Monday, May. 22, 1933
New Digester
In 1905 William Seaver Woods, minister's son, onetime editor of the Wesleyan Literary Monthly, became editor of the Literary Digest. In the same year Arthur Stimson Draper was graduated from New York University, where he had been campus correspondent for the New York Tribune. Mr. Draper put aside his engineer's degree, went downtown and to work as a Tribune cub. For the next 28 years Editor Woods and Newshawk Draper served their respective publications. Last week Editor Woods, 60, erudite, kindly, somewhat deaf, resigned from the Literary Digest, planned to travel, write books; and Arthur Draper, 50, quit his job as assistant editor of the Herald Tribune to take Editor Woods's place.

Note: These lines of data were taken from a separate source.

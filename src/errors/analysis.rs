// src/errors/analysis.rs
//! Analysis errors and warnings (E2xxx).

use miette::Diagnostic;
use thiserror::Error;

/// Errors raised by the analysis pipeline. Everything here is file- or
/// module-scoped rather than span-scoped: by the time analysis runs, parse
/// diagnostics have already been rendered against source text.
#[derive(Error, Debug, Diagnostic, Clone)]
pub enum AnalysisError {
    #[error("duplicate module identifier '{identifier}' ({path})")]
    #[diagnostic(
        code(E2001),
        help("the first file with this identifier wins; rename or exclude one of them")
    )]
    DuplicateIdentifier { identifier: String, path: String },

    #[error("no table info for id '{id}'")]
    #[diagnostic(code(E2002))]
    MissingTableInfo { id: String },
}

/// Non-fatal findings surfaced while merging schema data into the analyzed
/// model.
#[derive(Error, Debug, Diagnostic, Clone)]
pub enum AnalysisWarning {
    #[error("'{name}': schema declares {schema} parameters, analysis found {analyzed}")]
    #[diagnostic(code(W2101))]
    ArityMismatch {
        name: String,
        schema: usize,
        analyzed: usize,
    },

    #[error("schema entry '{name}' has no analyzed counterpart in module '{module}'")]
    #[diagnostic(code(W2102))]
    UnknownSchemaEntry { name: String, module: String },

    #[error("constructor '{name}' has no analyzed function; leaving schema entry intact")]
    #[diagnostic(code(W2103))]
    MissingAnalyzedConstructor { name: String },
}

Three years after joining the Tribune Reporter Draper was night city editor. In another two years he was private secretary to the editor. He was a great favorite of the editor's mother, the late Mrs. Whitelaw Reid. As a foreign correspondent he won fame and was supremely happy. For ten years, 1915-25, he directed the Tribune's foreign bureaus from headquarters in London. He covered the War, the Peace, the Fascist march on Rome. He adopted and has retained the attitude and habits of an English gentleman. His neighbor and good friend was Ramsay MacDonald.
Home again on the Tribune (which had been merged with Munsey's Herald) Arthur Draper worked in turn as foreign editor, assistant to the editor, finally as assistant editor, a somewhat anomalous position which was abolished after he vacated it last week.

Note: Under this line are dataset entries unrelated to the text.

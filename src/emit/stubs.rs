// src/emit/stubs.rs
//
// Annotated stub emission. One stub file per finalized module, flat
// line-oriented text with EmmyLua-style annotations.

use crate::config::Options;
use crate::schema::model::{TAG_DEFINITIONS, TAG_HIDDEN};
use crate::sema::{
    ClassOutput, FieldOutput, FunctionOutput, ModuleOutput, TableOutput,
};

pub struct StubWriter<'a> {
    options: &'a Options,
}

impl<'a> StubWriter<'a> {
    pub fn new(options: &'a Options) -> Self {
        Self { options }
    }

    /// Render one module's stub. Returns None for hidden modules.
    pub fn render(&self, module: &ModuleOutput) -> Option<String> {
        if module.tags.iter().any(|t| t == TAG_HIDDEN) {
            return None;
        }
        let definitions_only = module.tags.iter().any(|t| t == TAG_DEFINITIONS);

        let mut out = String::new();
        if definitions_only {
            out.push_str("---@meta _\n");
        } else {
            out.push_str("---@meta\n");
        }
        if let Some(prefix) = &module.prefix {
            out.push_str(prefix);
            if !prefix.ends_with('\n') {
                out.push('\n');
            }
        }

        let mut classes: Vec<&ClassOutput> = module.classes.iter().collect();
        let mut tables: Vec<&TableOutput> = module.tables.iter().collect();
        let mut functions: Vec<&FunctionOutput> = module.functions.iter().collect();
        if self.options.alphabetize {
            classes.sort_by_key(|c| c.name.to_lowercase());
            tables.sort_by_key(|t| t.name.to_lowercase());
            functions.sort_by_key(|f| f.name.to_lowercase());
        }

        for class in classes {
            out.push('\n');
            self.render_class(&mut out, class, definitions_only);
        }
        for table in tables {
            out.push('\n');
            self.render_table(&mut out, table, definitions_only);
        }
        for field in &module.fields {
            out.push('\n');
            self.render_module_field(&mut out, field, definitions_only);
        }
        for function in functions {
            out.push('\n');
            self.render_function(&mut out, function, None, false);
        }

        Some(out)
    }

    fn render_class(&self, out: &mut String, class: &ClassOutput, definitions_only: bool) {
        if let Some(notes) = &class.notes {
            for line in notes.lines() {
                out.push_str("--- ");
                out.push_str(line);
                out.push('\n');
            }
        }
        if class.deprecated {
            out.push_str("---@deprecated\n");
        }
        match &class.extends {
            Some(extends) => {
                out.push_str(&format!("---@class {} : {}\n", class.name, extends));
            }
            None => {
                out.push_str(&format!("---@class {}\n", class.name));
            }
        }

        let mut fields: Vec<&FieldOutput> = class
            .fields
            .iter()
            .chain(class.static_fields.iter())
            .collect();
        if self.options.alphabetize {
            fields.sort_by_key(|f| f.name.to_lowercase());
        }
        for field in fields {
            self.render_field(out, field);
        }

        if !definitions_only && !class.no_initializer {
            let initializer = match (&class.derive_name, &class.extends) {
                (Some(derive_name), Some(extends)) => {
                    format!("{} = {}:derive(\"{}\")\n", class.name, extends, derive_name)
                }
                _ => format!("{} = {{}}\n", class.name),
            };
            if class.is_local {
                out.push_str("local ");
            }
            out.push_str(&initializer);
        }

        let mut constructors: Vec<&FunctionOutput> = class.constructors.iter().collect();
        let mut methods: Vec<&FunctionOutput> = class.methods.iter().collect();
        let mut static_methods: Vec<&FunctionOutput> = class.static_methods.iter().collect();
        if self.options.alphabetize {
            constructors.sort_by_key(|f| f.name.to_lowercase());
            methods.sort_by_key(|f| f.name.to_lowercase());
            static_methods.sort_by_key(|f| f.name.to_lowercase());
        }
        for function in constructors {
            out.push('\n');
            self.render_function(out, function, Some(&class.name), true);
        }
        for function in methods {
            out.push('\n');
            self.render_function(out, function, Some(&class.name), true);
        }
        for function in static_methods {
            out.push('\n');
            self.render_function(out, function, Some(&class.name), false);
        }
    }

    fn render_table(&self, out: &mut String, table: &TableOutput, definitions_only: bool) {
        if let Some(notes) = &table.notes {
            for line in notes.lines() {
                out.push_str("--- ");
                out.push_str(line);
                out.push('\n');
            }
        }
        if table.deprecated {
            out.push_str("---@deprecated\n");
        }
        out.push_str(&format!("---@class {}\n", table.name));

        let mut fields: Vec<&FieldOutput> = table.fields.iter().collect();
        if self.options.alphabetize {
            fields.sort_by_key(|f| f.name.to_lowercase());
        }
        for field in fields {
            self.render_field(out, field);
        }

        if !definitions_only && !table.no_initializer {
            if table.is_local {
                out.push_str("local ");
            }
            out.push_str(&format!("{} = {{}}\n", table.name));
        }

        let mut methods: Vec<&FunctionOutput> = table.methods.iter().collect();
        if self.options.alphabetize {
            methods.sort_by_key(|f| f.name.to_lowercase());
        }
        for function in methods {
            out.push('\n');
            self.render_function(out, function, Some(&table.name), function.is_method);
        }
    }

    fn render_field(&self, out: &mut String, field: &FieldOutput) {
        if self.options.exclude_fields.contains(&field.name) {
            return;
        }
        let mut type_name = join_or_unknown(&field.types);
        if field.nullable && !type_name.contains("nil") {
            type_name.push_str("|nil");
        }
        out.push_str(&format!("---@field {} {}", field.name, type_name));
        if let Some(notes) = &field.notes {
            out.push(' ');
            out.push_str(notes);
        }
        out.push('\n');
    }

    fn render_module_field(&self, out: &mut String, field: &FieldOutput, definitions_only: bool) {
        if self.options.exclude_fields.contains(&field.name) {
            return;
        }
        let mut type_name = join_or_unknown(&field.types);
        if field.nullable && !type_name.contains("nil") {
            type_name.push_str("|nil");
        }
        if let Some(notes) = &field.notes {
            for line in notes.lines() {
                out.push_str("--- ");
                out.push_str(line);
                out.push('\n');
            }
        }
        out.push_str(&format!("---@type {}\n", type_name));
        if definitions_only {
            out.push_str(&format!("{}\n", field.name));
        } else {
            out.push_str(&format!("{} = nil\n", field.name));
        }
    }

    fn render_function(
        &self,
        out: &mut String,
        function: &FunctionOutput,
        owner: Option<&str>,
        as_method: bool,
    ) {
        if let Some(notes) = &function.notes {
            for line in notes.lines() {
                out.push_str("--- ");
                out.push_str(line);
                out.push('\n');
            }
        }
        if function.deprecated {
            out.push_str("---@deprecated\n");
        }
        for parameter in &function.parameters {
            let mut type_name = join_or_unknown(&parameter.types);
            if parameter.nullable && !type_name.contains("nil") {
                type_name.push_str("|nil");
            }
            out.push_str(&format!("---@param {} {}\n", parameter.name, type_name));
        }
        for position in &function.returns {
            out.push_str(&format!("---@return {}\n", join_or_unknown(position)));
        }

        let parameter_list: Vec<&str> = function
            .parameters
            .iter()
            .map(|p| p.name.as_str())
            .collect();
        let signature = match owner {
            Some(owner) if as_method => {
                format!("function {}:{}({}) end\n", owner, function.name, parameter_list.join(", "))
            }
            Some(owner) => {
                format!("function {}.{}({}) end\n", owner, function.name, parameter_list.join(", "))
            }
            None => format!(
                "function {}({}) end\n",
                function.name,
                parameter_list.join(", ")
            ),
        };
        out.push_str(&signature);
    }
}

fn join_or_unknown(types: &[String]) -> String {
    if types.is_empty() {
        "unknown".to_string()
    } else {
        types.join("|")
    }
}

#[cfg(test)]
mod tests {
    use super::*;
    use crate::sema::ParameterOutput;

    fn module_with_class() -> ModuleOutput {
        ModuleOutput {
            identifier: "shared/Foo".to_string(),
            classes: vec![ClassOutput {
                name: "Foo".to_string(),
                extends: Some("Base".to_string()),
                derive_name: Some("Foo".to_string()),
                fields: vec![FieldOutput {
                    name: "x".to_string(),
                    types: vec!["number".to_string()],
                    ..FieldOutput::default()
                }],
                constructors: vec![FunctionOutput {
                    name: "new".to_string(),
                    parameters: vec![ParameterOutput {
                        name: "x".to_string(),
                        types: vec!["number".to_string()],
                        nullable: false,
                    }],
                    returns: vec![vec!["Foo".to_string()]],
                    is_constructor: true,
                    is_method: true,
                    ..FunctionOutput::default()
                }],
                ..ClassOutput::default()
            }],
            ..ModuleOutput::default()
        }
    }

    #[test]
    fn renders_derive_class_stub() {
        let options = Options::default();
        let writer = StubWriter::new(&options);
        let text = writer.render(&module_with_class()).unwrap();
        assert!(text.starts_with("---@meta\n"));
        assert!(text.contains("---@class Foo : Base\n"));
        assert!(text.contains("---@field x number\n"));
        assert!(text.contains("Foo = Base:derive(\"Foo\")\n"));
        assert!(text.contains("---@param x number\n"));
        assert!(text.contains("---@return Foo\n"));
        assert!(text.contains("function Foo:new(x) end\n"));
    }

    #[test]
    fn hidden_module_renders_nothing() {
        let options = Options::default();
        let writer = StubWriter::new(&options);
        let mut module = module_with_class();
        module.tags.push(TAG_HIDDEN.to_string());
        assert!(writer.render(&module).is_none());
    }

    #[test]
    fn definitions_only_suppresses_initializer() {
        let options = Options::default();
        let writer = StubWriter::new(&options);
        let mut module = module_with_class();
        module.tags.push(TAG_DEFINITIONS.to_string());
        let text = writer.render(&module).unwrap();
        assert!(text.starts_with("---@meta _\n"));
        assert!(!text.contains("Foo = Base:derive"));
    }

    #[test]
    fn alphabetize_orders_members() {
        let options = Options::default();
        let writer = StubWriter::new(&options);
        let module = ModuleOutput {
            identifier: "shared/m".to_string(),
            classes: vec![ClassOutput {
                name: "C".to_string(),
                static_fields: vec![
                    FieldOutput {
                        name: "zeta".to_string(),
                        types: vec!["number".to_string()],
                        ..FieldOutput::default()
                    },
                    FieldOutput {
                        name: "alpha".to_string(),
                        types: vec!["string".to_string()],
                        ..FieldOutput::default()
                    },
                ],
                ..ClassOutput::default()
            }],
            ..ModuleOutput::default()
        };
        let text = writer.render(&module).unwrap();
        let alpha = text.find("alpha").unwrap();
        let zeta = text.find("zeta").unwrap();
        assert!(alpha < zeta);
    }

    #[test]
    fn local_class_gets_local_binding() {
        let options = Options::default();
        let writer = StubWriter::new(&options);
        let module = ModuleOutput {
            identifier: "shared/m".to_string(),
            classes: vec![ClassOutput {
                name: "m_Helper".to_string(),
                is_local: true,
                ..ClassOutput::default()
            }],
            ..ModuleOutput::default()
        };
        let text = writer.render(&module).unwrap();
        assert!(text.contains("local m_Helper = {}\n"));
    }

    #[test]
    fn nullable_field_unions_nil() {
        let options = Options::default();
        let writer = StubWriter::new(&options);
        let module = ModuleOutput {
            identifier: "shared/m".to_string(),
            fields: vec![FieldOutput {
                name: "Count".to_string(),
                types: vec!["number".to_string()],
                nullable: true,
                ..FieldOutput::default()
            }],
            ..ModuleOutput::default()
        };
        let text = writer.render(&module).unwrap();
        assert!(text.contains("---@type number|nil\n"));
    }
}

Quiet, reserved Assistant Editor Draper acted as a sort of brake on his paper's news organization. He abhors sensationalism almost as much as he hated the 18th Amendment and the shabbier aspects of professional sport. Another Draper taboo was profusion of "features" in the news columns. But it was he who negotiated with Calvin Coolidge to write a daily editorial for the Herald Tribune's front page.

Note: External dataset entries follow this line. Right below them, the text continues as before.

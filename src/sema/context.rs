// src/sema/context.rs
//! Shared analysis context.
//!
//! The context is the only shared state in the pipeline. It owns every
//! TableInfo/FunctionInfo in flat maps keyed by synthetic id, the global
//! definition map, the expression arena, and the module registry. It is
//! passed explicitly to every component; cross-references travel as ids.

use indexmap::IndexMap;
use rustc_hash::FxHashMap;

use crate::config::Options;
use crate::frontend::NodeId;
use crate::sema::expr::{ExprArena, ExprId, Expression};
use crate::sema::ids::{IdAllocator, IdKind};
use crate::sema::info::{ExpressionInfo, FunctionInfo, Module, TableInfo};
use crate::sema::types::Usage;

#[derive(Debug)]
pub struct AnalysisContext {
    pub options: Options,
    pub exprs: ExprArena,
    /// Global definition map: identifier/id -> ordered definition list
    pub definitions: FxHashMap<String, Vec<ExpressionInfo>>,
    /// Usage records keyed by expression identity
    pub usage: FxHashMap<ExprId, Usage>,
    /// Analyzed modules in analysis order
    pub modules: IndexMap<String, Module>,
    /// Require-alias map: path suffix -> full identifiers
    pub aliases: FxHashMap<String, Vec<String>>,
    ids: IdAllocator,
    tables: FxHashMap<String, TableInfo>,
    functions: FxHashMap<String, FunctionInfo>,
    /// Placeholder class tables for unknown globals, per module
    unknown_classes: FxHashMap<String, String>,
    /// AST-node -> normalized expression cache, per module
    expr_cache: FxHashMap<NodeId, ExprId>,
    current_module: String,
}

impl AnalysisContext {
    pub fn new(options: Options) -> Self {
        Self {
            options,
            exprs: ExprArena::new(),
            definitions: FxHashMap::default(),
            usage: FxHashMap::default(),
            modules: IndexMap::new(),
            aliases: FxHashMap::default(),
            ids: IdAllocator::new(),
            tables: FxHashMap::default(),
            functions: FxHashMap::default(),
            unknown_classes: FxHashMap::default(),
            expr_cache: FxHashMap::default(),
            current_module: String::new(),
        }
    }

    /// Switch to reading a module. Clears per-module state: the unknown
    /// class cache and the AST-node expression cache (node ids restart per
    /// file).
    pub fn set_current_module(&mut self, identifier: &str) {
        self.current_module = identifier.to_string();
        self.unknown_classes.clear();
        self.expr_cache.clear();
        self.modules
            .entry(identifier.to_string())
            .or_insert_with(|| Module::new(identifier));
    }

    pub fn current_module(&self) -> &str {
        &self.current_module
    }

    /// Allocate a fresh synthetic id.
    pub fn new_id(&mut self, kind: IdKind, name: &str) -> String {
        self.ids.alloc(kind, name)
    }

    /// Allocate a table id and its TableInfo.
    pub fn new_table_id(&mut self, name: &str) -> String {
        let id = self.ids.alloc(IdKind::Table, name);
        let info = TableInfo {
            original_name: (!name.is_empty()).then(|| name.to_string()),
            defining_module: Some(self.current_module.clone()),
            ..TableInfo::default()
        };
        self.tables.insert(id.clone(), info);
        id
    }

    /// Allocate a function id and its FunctionInfo.
    pub fn new_function_id(&mut self, name: &str) -> String {
        let id = self.ids.alloc(IdKind::Function, name);
        let info = FunctionInfo {
            name: name.to_string(),
            defining_module: Some(self.current_module.clone()),
            ..FunctionInfo::default()
        };
        self.functions.insert(id.clone(), info);
        id
    }

    pub fn table_info(&self, id: &str) -> Option<&TableInfo> {
        self.tables.get(id)
    }

    pub fn table_info_mut(&mut self, id: &str) -> Option<&mut TableInfo> {
        self.tables.get_mut(id)
    }

    pub fn function_info(&self, id: &str) -> Option<&FunctionInfo> {
        self.functions.get(id)
    }

    pub fn function_info_mut(&mut self, id: &str) -> Option<&mut FunctionInfo> {
        self.functions.get_mut(id)
    }

    pub fn table_ids(&self) -> impl Iterator<Item = &String> {
        self.tables.keys()
    }

    pub fn function_ids(&self) -> impl Iterator<Item = &String> {
        self.functions.keys()
    }

    /// Record a definition for an identifier or id.
    pub fn add_definition(&mut self, target: impl Into<String>, mut info: ExpressionInfo) {
        if info.defining_module.is_none() {
            info.defining_module = Some(self.current_module.clone());
        }
        self.definitions.entry(target.into()).or_default().push(info);
    }

    pub fn definitions_of(&self, target: &str) -> Option<&[ExpressionInfo]> {
        self.definitions.get(target).map(|v| v.as_slice())
    }

    /// Usage record for an expression, created on first access.
    pub fn usage_mut(&mut self, expression: ExprId) -> &mut Usage {
        self.usage.entry(expression).or_default()
    }

    /// Cached normalized expression for an AST node, if the reader has
    /// already lowered it. Identity is stable per node within a module.
    pub fn cached_expr(&self, node: NodeId) -> Option<ExprId> {
        self.expr_cache.get(&node).copied()
    }

    pub fn cache_expr(&mut self, node: NodeId, expression: ExprId) {
        self.expr_cache.insert(node, expression);
    }

    /// Allocate a normalized expression outside the AST cache (synthetic
    /// expressions the reader fabricates).
    pub fn alloc_expr(&mut self, expression: Expression) -> ExprId {
        self.exprs.alloc(expression)
    }

    /// Placeholder class table for an unknown global, cached per name per
    /// module.
    pub fn unknown_class(&mut self, name: &str) -> String {
        if let Some(id) = self.unknown_classes.get(name) {
            return id.clone();
        }
        let id = self.new_table_id(name);
        if let Some(info) = self.tables.get_mut(&id) {
            info.class_name = Some(name.to_string());
        }
        self.unknown_classes.insert(name.to_string(), id.clone());
        id
    }

    /// The placeholder for a name, if one exists in the current module.
    pub fn existing_unknown_class(&self, name: &str) -> Option<&str> {
        self.unknown_classes.get(name).map(|s| s.as_str())
    }

    /// Look up a module by identifier, optionally through the alias map.
    pub fn module(&self, name: &str, check_aliases: bool) -> Option<&Module> {
        if let Some(module) = self.modules.get(name) {
            return Some(module);
        }
        if !check_aliases {
            return None;
        }
        let candidates = self.aliases.get(name)?;
        match candidates.as_slice() {
            [single] => self.modules.get(single),
            _ => None,
        }
    }

    pub fn module_mut(&mut self, name: &str) -> Option<&mut Module> {
        self.modules.get_mut(name)
    }
}

#[cfg(test)]
mod tests {
    use super::*;
    use crate::sema::expr::{Expression, LiteralExpr, LuaType};

    fn ctx() -> AnalysisContext {
        let mut ctx = AnalysisContext::new(Options::default());
        ctx.set_current_module("shared/Test");
        ctx
    }

    #[test]
    fn table_ids_get_exactly_one_info() {
        let mut ctx = ctx();
        let id = ctx.new_table_id("Foo");
        assert!(ctx.table_info(&id).is_some());
        assert_eq!(
            ctx.table_info(&id).unwrap().defining_module.as_deref(),
            Some("shared/Test")
        );
    }

    #[test]
    fn expr_cache_returns_stable_identity() {
        let mut ctx = ctx();
        let node = NodeId(7);
        let a = ctx.alloc_expr(Expression::Literal(LiteralExpr::of(LuaType::Nil)));
        ctx.cache_expr(node, a);
        assert_eq!(ctx.cached_expr(node), Some(a));
    }

    #[test]
    fn expr_cache_clears_on_module_switch() {
        let mut ctx = ctx();
        let node = NodeId(7);
        let a = ctx.alloc_expr(Expression::Literal(LiteralExpr::of(LuaType::Nil)));
        ctx.cache_expr(node, a);
        ctx.set_current_module("shared/Other");
        assert_eq!(ctx.cached_expr(node), None);
    }

    #[test]
    fn unknown_class_cached_per_name() {
        let mut ctx = ctx();
        let a = ctx.unknown_class("Events");
        let b = ctx.unknown_class("Events");
        assert_eq!(a, b);
        ctx.set_current_module("shared/Other");
        let c = ctx.unknown_class("Events");
        assert_ne!(a, c);
    }

    #[test]
    fn module_lookup_through_unique_alias() {
        let mut ctx = ctx();
        ctx.modules
            .insert("client/ui/Widget".to_string(), Module::new("client/ui/Widget"));
        ctx.aliases.insert(
            "Widget".to_string(),
            vec!["client/ui/Widget".to_string()],
        );
        assert!(ctx.module("Widget", true).is_some());
        assert!(ctx.module("Widget", false).is_none());
    }
}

Mr. Draper's writing is informed but rambling. In a burlesque edition of the Herald Tribune printed for Mr. Draper's 25th anniversary in service, the Draper editorial style was satirized by City Editor Stanley Walker, thus:
"WHAT CAN A MAN BELIEVE?
"Let us make our position perfectly clear. Misunderstandings often wreck tempers. The American attitude toward liquor is curious; it is wanted because it is forbidden. What New York needs is more golf courses. . . . Even more than international amity and the friendship of the English-speaking nations we should like to stress youth. . . . Games are very fine. And yet this is called the mechanical age. . . ."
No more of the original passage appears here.